**ABOUT THIS TASK**: Locate the word "sending" in the material, then show every line that holds it.

**DATA PROVIDED**:
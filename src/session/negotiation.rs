use std::sync::atomic::{AtomicBool, Ordering};
use std::sync::{Arc, Mutex, PoisonError};

use tokio::sync::{watch, Mutex as AsyncMutex};

use crate::config::{AnswerOptions, OfferOptions};
use crate::error::Operation;
use crate::events::{EventEmitter, SessionEvent};
use crate::peer::{ConnectionEngine, SdpType, SessionDescription};
use crate::signaling::SignalPayload;

/// Controller's view of the offer/answer exchange.
///
/// The engine keeps the authoritative signaling state; this only tracks
/// which step the controller last drove.
#[derive(Debug, Clone, Copy, PartialEq, Eq)]
pub enum NegotiationPhase {
    Idle,
    AwaitingLocalCapture,
    OfferPending,
    AnswerPending,
    Negotiated,
}

/// Drives offers and answers against the engine.
///
/// Every engine negotiation call goes through `serial`, so applying a remote
/// offer and answering it cannot interleave with an offer of our own.
/// Failures are reported as `error` events and leave the session usable.
pub struct NegotiationController<E: ConnectionEngine> {
    engine: Arc<E>,
    events: Arc<EventEmitter>,
    initiator: bool,
    offer_options: OfferOptions,
    answer_options: AnswerOptions,
    phase: Mutex<NegotiationPhase>,
    serial: AsyncMutex<()>,
    capture_settled: watch::Receiver<bool>,
    closed: AtomicBool,
}

impl<E: ConnectionEngine> NegotiationController<E> {
    pub fn new(
        engine: Arc<E>,
        events: Arc<EventEmitter>,
        initiator: bool,
        offer_options: OfferOptions,
        answer_options: AnswerOptions,
        capture_settled: watch::Receiver<bool>,
    ) -> Self {
        Self {
            engine,
            events,
            initiator,
            offer_options,
            answer_options,
            phase: Mutex::new(NegotiationPhase::Idle),
            serial: AsyncMutex::new(()),
            capture_settled,
            closed: AtomicBool::new(false),
        }
    }

    pub fn phase(&self) -> NegotiationPhase {
        *self.phase.lock().unwrap_or_else(PoisonError::into_inner)
    }

    fn set_phase(&self, phase: NegotiationPhase) -> NegotiationPhase {
        let mut current = self.phase.lock().unwrap_or_else(PoisonError::into_inner);
        log::debug!("negotiation {:?} -> {:?}", *current, phase);
        std::mem::replace(&mut *current, phase)
    }

    pub fn is_closed(&self) -> bool {
        self.closed.load(Ordering::Acquire)
    }

    pub(crate) fn close(&self) {
        self.closed.store(true, Ordering::Release);
        self.set_phase(NegotiationPhase::Idle);
    }

    /// Initiator side of `"ready"`: waits for local capture to settle, then
    /// sends the first offer. Returns whether an offer went out.
    pub async fn start(&self) -> bool {
        if !self.initiator {
            log::debug!("peer is ready, waiting for its offer");
            return false;
        }

        let mut settled = self.capture_settled.clone();
        if !*settled.borrow() {
            self.set_phase(NegotiationPhase::AwaitingLocalCapture);
            if settled.wait_for(|done| *done).await.is_err() {
                log::warn!("session dropped before local capture settled");
                return false;
            }
        }

        self.create_offer(false).await
    }

    /// Creates an offer, applies it locally and emits it. Returns whether the
    /// offer was emitted.
    pub async fn create_offer(&self, ice_restart: bool) -> bool {
        let _serial = self.serial.lock().await;
        if self.is_closed() {
            return false;
        }

        let previous = self.set_phase(NegotiationPhase::OfferPending);
        let options = OfferOptions {
            ice_restart,
            ..self.offer_options.clone()
        };

        let offer = match self.engine.create_offer(&options).await {
            Ok(offer) => offer,
            Err(e) => {
                self.set_phase(previous);
                self.events.emit_error(Operation::CreateOffer, e);
                return false;
            }
        };

        if let Err(e) = self.engine.set_local_description(offer.clone()).await {
            self.set_phase(previous);
            self.events.emit_error(Operation::SetLocalDescription, e);
            return false;
        }

        log::info!("sending offer (ice_restart={ice_restart})");
        self.events.emit(SessionEvent::Signal(SignalPayload::Description(offer)));
        true
    }

    /// Applies a remote description and, for an offer, answers it within the
    /// same sequenced step. Returns whether the description was applied.
    pub async fn apply_remote_description(&self, description: SessionDescription) -> bool {
        let _serial = self.serial.lock().await;
        if self.is_closed() {
            return false;
        }

        let sdp_type = description.sdp_type;
        if let Err(e) = self.engine.set_remote_description(description).await {
            self.events.emit_error(Operation::SetRemoteDescription, e);
            return false;
        }
        log::debug!("remote {sdp_type} applied");

        match sdp_type {
            SdpType::Offer => {
                self.set_phase(NegotiationPhase::AnswerPending);
                self.answer_locked().await;
            }
            SdpType::Answer => {
                self.set_phase(NegotiationPhase::Negotiated);
            }
            SdpType::Pranswer | SdpType::Rollback => {}
        }
        true
    }

    /// Caller holds `serial` and has just applied a remote offer
    async fn answer_locked(&self) -> bool {
        let answer = match self.engine.create_answer(&self.answer_options).await {
            Ok(answer) => answer,
            Err(e) => {
                self.events.emit_error(Operation::CreateAnswer, e);
                return false;
            }
        };

        if let Err(e) = self.engine.set_local_description(answer.clone()).await {
            self.events.emit_error(Operation::SetLocalDescription, e);
            return false;
        }

        self.set_phase(NegotiationPhase::Negotiated);
        log::info!("sending answer");
        self.events.emit(SessionEvent::Signal(SignalPayload::Description(answer)));
        true
    }
}

impl<E: ConnectionEngine> std::fmt::Debug for NegotiationController<E> {
    fn fmt(&self, f: &mut std::fmt::Formatter<'_>) -> std::fmt::Result {
        f.debug_struct("NegotiationController")
            .field("initiator", &self.initiator)
            .field("phase", &self.phase())
            .finish()
    }
}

**WRITTEN REPLY**:
        log::info!("sending offer (ice_restart={ice_restart})");
        log::info!("sending answer");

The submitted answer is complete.